From their first collaboration on
Dernier été
(1981), director Robert Guédiguian and actress Ariane Ascaride
have enjoyed one of the longest and most fruitful of professional
partnerships. No wonder then that, for their 18th film together,
Guédiguian should offer up a personal tribute to the woman who
has been the mainstay of his career. If
Au fil d'Ariane is anything it is
an affectionate love poem dedicated to Ariane Ascaride, the enchantress
that most of Guédiguian's admirers first discovered in his
breakthrough feature
Marius et Jeannette
(1997). With so many noteworthy films already in the bag, all
eloquent and beautifully rendered explorations of the human condition,
we can forgive the director this one mad self-indulgent romp,
particularly as it is such an honest expression of gratitude for the
woman who has given him so much.
The film may be Ariane Ascaride's but Guédiguian hasn't
forgotten the other members of his loyal troupe - Jean-Pierre
Darroussin, Gérard Meylan and Jacques Boudet - all as much a
fabric of the director's cinema as the sunny Marseille setting.

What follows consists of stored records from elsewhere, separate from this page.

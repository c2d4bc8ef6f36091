use std::{path::PathBuf, time::Duration};

use reqwest::Url;

use crate::{
    BlockHeight, BlockStore, Context, HttpLedgerClient, RemoteIndex, Result, RetryPolicy, TxPool,
};

pub const DEFAULT_BASE_URL: &str = "https://blockchain.info";

/// Remote index of the genesis block on blockchain.info.
pub const GENESIS_INDEX: RemoteIndex = RemoteIndex(14849);

const DEFAULT_WORKERS: usize = 8;

/// Settings for a harvesting run.
#[derive(Clone, Debug)]
pub struct HarvestConfig {
    pub base_url: String,
    pub blocks_dir: PathBuf,
    pub start_height: BlockHeight,
    /// Remote index corresponding to height 0.
    pub genesis_index: RemoteIndex,
    /// Concurrent transaction fetches per block.
    pub workers: usize,
    pub tx_max_attempts: usize,
    pub tx_retry_delay: Duration,
    pub index_max_attempts: usize,
    pub index_retry_delay: Duration,
    pub request_timeout: Duration,
    /// Stop after this many failed iterations in a row. [None] never stops.
    pub max_consecutive_failures: Option<u32>,
}

impl Default for HarvestConfig {
    fn default() -> Self {
        HarvestConfig {
            base_url: DEFAULT_BASE_URL.to_owned(),
            blocks_dir: PathBuf::from("blocks"),
            start_height: BlockHeight::start(),
            genesis_index: GENESIS_INDEX,
            workers: DEFAULT_WORKERS,
            tx_max_attempts: DEFAULT_WORKERS * 10,
            tx_retry_delay: Duration::from_secs(1),
            index_max_attempts: 5,
            index_retry_delay: Duration::from_secs(1),
            request_timeout: Duration::from_secs(30),
            max_consecutive_failures: None,
        }
    }
}

impl HarvestConfig {
    /// Change the worker count, keeping the retry ceiling at ten attempts per worker.
    pub fn with_workers(mut self, workers: usize) -> Self {
        self.workers = workers.max(1);
        self.tx_max_attempts = self.workers * 10;
        self
    }

    pub fn client(&self) -> Result<HttpLedgerClient> {
        let base = Url::parse(&self.base_url)
            .with_context(|| format!("Invalid indexing service URL: {}", self.base_url))?;
        HttpLedgerClient::new(base, self.request_timeout)
    }

    pub fn store(&self) -> BlockStore {
        BlockStore::new(&self.blocks_dir)
    }

    pub fn tx_pool(&self) -> TxPool {
        TxPool::new(
            self.workers,
            RetryPolicy::new(self.tx_max_attempts, self.tx_retry_delay),
        )
    }

    pub fn index_policy(&self) -> RetryPolicy {
        RetryPolicy::new(self.index_max_attempts, self.index_retry_delay)
    }
}

#[cfg(test)]
mod tests {
    use super::*;

    #[test]
    fn defaults_match_the_public_service() {
        let config = HarvestConfig::default();
        assert_eq!(config.workers, 8);
        assert_eq!(config.tx_max_attempts, 80);
        assert_eq!(config.genesis_index, RemoteIndex(14849));
        assert_eq!(config.tx_pool().workers(), 8);
        assert!(config.client().is_ok());
    }

    #[test]
    fn workers_scale_retry_ceiling() {
        let config = HarvestConfig::default().with_workers(3);
        assert_eq!(config.tx_max_attempts, 30);
        assert_eq!(HarvestConfig::default().with_workers(0).workers, 1);
    }

    #[test]
    fn rejects_bad_base_url() {
        let config = HarvestConfig {
            base_url: "not a url".to_owned(),
            ..HarvestConfig::default()
        };
        assert!(config.client().is_err());
    }
}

Anaïs Demoustier and Adrien Jolivet are a welcome addition to the
company, along with the real star of the film, the aforementioned
verbose amphibian. For once, Guédiguian jettisons
realistic characterisation and instead goes for outright caricature, a
treat that his cast obviously seem to appreciate. There's no
shortage of earnest self-parody here.
The one thing that is conspicuous by its absence is Guédiguian's
left-leaning preoccupation with social issues, although there is one
obvious point of connection with his previous Marseille-based films - a
manifest sense of dismay with the transformations that have been
visited on the city in the course of the director's life time.

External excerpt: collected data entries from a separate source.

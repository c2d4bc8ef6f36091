use std::future::Future;

use crate::{
    classify_block, BlockHeight, BlockRecord, BlockStore, Context, HarvestConfig, HarvestError,
    LedgerSource, RemoteIndex, Result, RetryPolicy, TxPool,
};

/// What a single iteration of the [Walker] did.
#[derive(Debug, Clone, PartialEq, Eq)]
pub enum Step {
    /// The height was already persisted, nothing was fetched.
    AlreadyStored { height: BlockHeight },
    /// The service has no block at this index.
    IndexNotFound { index: RemoteIndex },
    /// The index could not be fetched even after retries and was skipped.
    IndexFailed { index: RemoteIndex, reason: String },
    /// The block at this index reports a height behind the cursor.
    HeightRegressed {
        index: RemoteIndex,
        height: BlockHeight,
    },
    /// The block at this index reports a height which is already persisted.
    DuplicateHeight {
        index: RemoteIndex,
        height: BlockHeight,
    },
    /// A transaction could not be resolved, the whole block was dropped.
    Discarded {
        index: RemoteIndex,
        height: BlockHeight,
        hash: String,
    },
    /// The block and all of its transactions were persisted.
    Persisted {
        index: RemoteIndex,
        height: BlockHeight,
    },
}

impl Step {
    /// Did this iteration lose data it should have had?
    pub fn is_failure(&self) -> bool {
        matches!(self, Step::IndexFailed { .. } | Step::Discarded { .. })
    }
}

enum Probe {
    Finished(Step),
    Resolved(BlockRecord),
}

/// Walks the remote block index, persisting every block it can fully resolve.
///
/// Two cursors are tracked: `remote_index` probes the service's sequential
/// index, `height` is the canonical height we expect next. They start
/// `genesis_index` apart but drift as the service returns orphaned or
/// duplicate entries, so the height of a fetched block always wins.
pub struct Walker<S> {
    source: S,
    store: BlockStore,
    pool: TxPool,
    index_policy: RetryPolicy,
    remote_index: RemoteIndex,
    height: BlockHeight,
    max_consecutive_failures: Option<u32>,
    consecutive_failures: u32,
}

impl<S: LedgerSource> Walker<S> {
    pub fn new(source: S, config: &HarvestConfig) -> Result<Self> {
        let remote_index = RemoteIndex::for_height(config.genesis_index, config.start_height)
            .with_context(|| {
                format!(
                    "Start height {} is out of range for genesis index {}",
                    config.start_height, config.genesis_index
                )
            })?;
        Ok(Walker {
            source,
            store: config.store(),
            pool: config.tx_pool(),
            index_policy: config.index_policy(),
            remote_index,
            height: config.start_height,
            max_consecutive_failures: config.max_consecutive_failures,
            consecutive_failures: 0,
        })
    }

    pub fn height(&self) -> BlockHeight {
        self.height
    }

    pub fn remote_index(&self) -> RemoteIndex {
        self.remote_index
    }

    pub fn store(&self) -> &BlockStore {
        &self.store
    }

    /// Run until `shutdown` resolves or a fatal error occurs.
    ///
    /// Shutdown is honored between iterations and while waiting on the
    /// network or a retry delay, never in the middle of persisting a block.
    pub async fn run(mut self, shutdown: impl Future<Output = ()>) -> Result<(), HarvestError> {
        let mut shutdown = std::pin::pin!(shutdown);
        tracing::info!(
            "Beginning harvest at height {}, remote index #{}",
            self.height,
            self.remote_index
        );

        loop {
            let probe = tokio::select! {
                biased;
                () = &mut shutdown => None,
                probe = self.probe() => Some(probe?),
            };
            let Some(probe) = probe else {
                tracing::info!(
                    "Shutdown requested, stopping at height {}, remote index #{}",
                    self.height,
                    self.remote_index
                );
                return Ok(());
            };
            let step = self.finish(probe).await?;
            self.track(&step)?;
        }
    }

    /// Perform exactly one iteration.
    pub async fn step(&mut self) -> Result<Step, HarvestError> {
        let probe = self.probe().await?;
        let step = self.finish(probe).await?;
        self.track(&step)?;
        Ok(step)
    }

    /// Everything up to, but excluding, persisting.
    ///
    /// Cursors are only updated after the last await of each branch, so
    /// dropping this future leaves the walker where it was.
    async fn probe(&mut self) -> Result<Probe, HarvestError> {
        let height = self.height;
        let index = self.remote_index;

        if self.store.has_block(height).await? {
            tracing::info!("Skipped block {height}");
            let following = next_height(height)?;
            self.remote_index = next_index(index)?;
            self.height = following;
            return Ok(Probe::Finished(Step::AlreadyStored { height }));
        }

        tracing::info!("Retrieving index #{index}");
        let mut block = match self.fetch_block(index).await {
            Ok(block) => block,
            Err(HarvestError::NotFound) => {
                tracing::warn!("Block index #{index} not found, skipping block index...");
                self.remote_index = next_index(index)?;
                return Ok(Probe::Finished(Step::IndexNotFound { index }));
            }
            Err(err) => {
                tracing::warn!("Unable to retrieve block index #{index}, skipping: {err}");
                self.remote_index = next_index(index)?;
                return Ok(Probe::Finished(Step::IndexFailed {
                    index,
                    reason: err.to_string(),
                }));
            }
        };
        block.remote_index = index;

        if block.height < height {
            tracing::warn!(
                "Block index #{index} holds height {}, behind expected height {height}, skipping",
                block.height
            );
            self.remote_index = next_index(index)?;
            return Ok(Probe::Finished(Step::HeightRegressed {
                index,
                height: block.height,
            }));
        }

        let Some(after_block) = block.height.next() else {
            tracing::warn!(
                "Block index #{index} reports out of range height {}, skipping",
                block.height
            );
            self.remote_index = next_index(index)?;
            return Ok(Probe::Finished(Step::IndexFailed {
                index,
                reason: format!("height {} has no successor", block.height),
            }));
        };

        if block.height != height && self.store.has_block(block.height).await? {
            tracing::info!(
                "Block index #{index} holds already stored height {}",
                block.height
            );
            self.remote_index = next_index(index)?;
            self.height = after_block;
            return Ok(Probe::Finished(Step::DuplicateHeight {
                index,
                height: block.height,
            }));
        }

        tracing::info!(
            "Retrieved block #{} with {} transactions",
            block.height,
            block.transactions.len()
        );

        let resolved = self
            .pool
            .resolve(&self.source, &block.tx_hashes())
            .await
            .and_then(|payloads| block.attach_payloads(payloads));
        match resolved {
            Ok(()) => {
                self.remote_index = next_index(index)?;
                self.height = after_block;
                Ok(Probe::Resolved(block))
            }
            Err(HarvestError::ResolutionFailed { hash }) => {
                tracing::error!(
                    "Error retrieving transaction {hash}. Skipping block {}...",
                    block.height
                );
                self.remote_index = next_index(index)?;
                Ok(Probe::Finished(Step::Discarded {
                    index,
                    height: block.height,
                    hash,
                }))
            }
            Err(err) => Err(err),
        }
    }

    async fn fetch_block(&self, index: RemoteIndex) -> Result<BlockRecord, HarvestError> {
        let source = &self.source;
        self.index_policy
            .run(&format!("block index #{index}"), || async move {
                let raw = source.fetch_block_index(index).await?;
                classify_block(&raw.body).into_result()
            })
            .await
    }

    async fn finish(&mut self, probe: Probe) -> Result<Step, HarvestError> {
        match probe {
            Probe::Finished(step) => Ok(step),
            Probe::Resolved(block) => {
                let index = block.remote_index;
                let height = block.height;
                self.store.persist(block).await?;
                tracing::info!("Stored block {height} from remote index #{index}");
                Ok(Step::Persisted { index, height })
            }
        }
    }

    fn track(&mut self, step: &Step) -> Result<(), HarvestError> {
        if !step.is_failure() {
            self.consecutive_failures = 0;
            return Ok(());
        }

        self.consecutive_failures += 1;
        match self.max_consecutive_failures {
            Some(max) if self.consecutive_failures >= max => {
                tracing::error!("Reached {max} consecutive failures, giving up");
                Err(HarvestError::TooManyFailures {
                    count: self.consecutive_failures,
                })
            }
            _ => Ok(()),
        }
    }
}

fn next_index(index: RemoteIndex) -> Result<RemoteIndex, HarvestError> {
    index.next().ok_or(HarvestError::CursorOverflow {
        cursor: "remote index",
        value: index.0,
    })
}

fn next_height(height: BlockHeight) -> Result<BlockHeight, HarvestError> {
    height.next().ok_or(HarvestError::CursorOverflow {
        cursor: "height",
        value: height.0,
    })
}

There's virtually nothing to connect the 1930s Marseille beloved by
Marcel Pagnol with the soulless urban vistas that Guédiguian
presents in his films, with monstrous erections of concrete and steel
standing like hideous shrines to the glory of capitalism over human
individuality. There's a vague Proustian resonance to much of
Guédiguian's work but in
Au
fil d'Ariane it is particularly noticeable - a desire not so
much to stem the flow of time as to hold on to the past, to cling onto
those cherished fragments of past memories as they melt away to dust in
your fingers. The Marseille that Guédiguian knew in his
childhood has been practically erased, and we can but join him in his
silent lament.
Au fil d'Ariane is unlikely to
rate as one of Guédiguian's most cherished films but it has a
unique warmth and lyricism that set it apart in the director's
oeuvre. Admittedly, it is overlong, rambling and overstuffed with
gratuitous superfluity, but, beautifully photographed, it is as much a
treat for the eyes as any of Guédiguian's more sober and
contemplative films. And there is more to this film than
immediately meets the eye. Despite the full-frontal humour you
can just detect the note of melancholy beneath the surface.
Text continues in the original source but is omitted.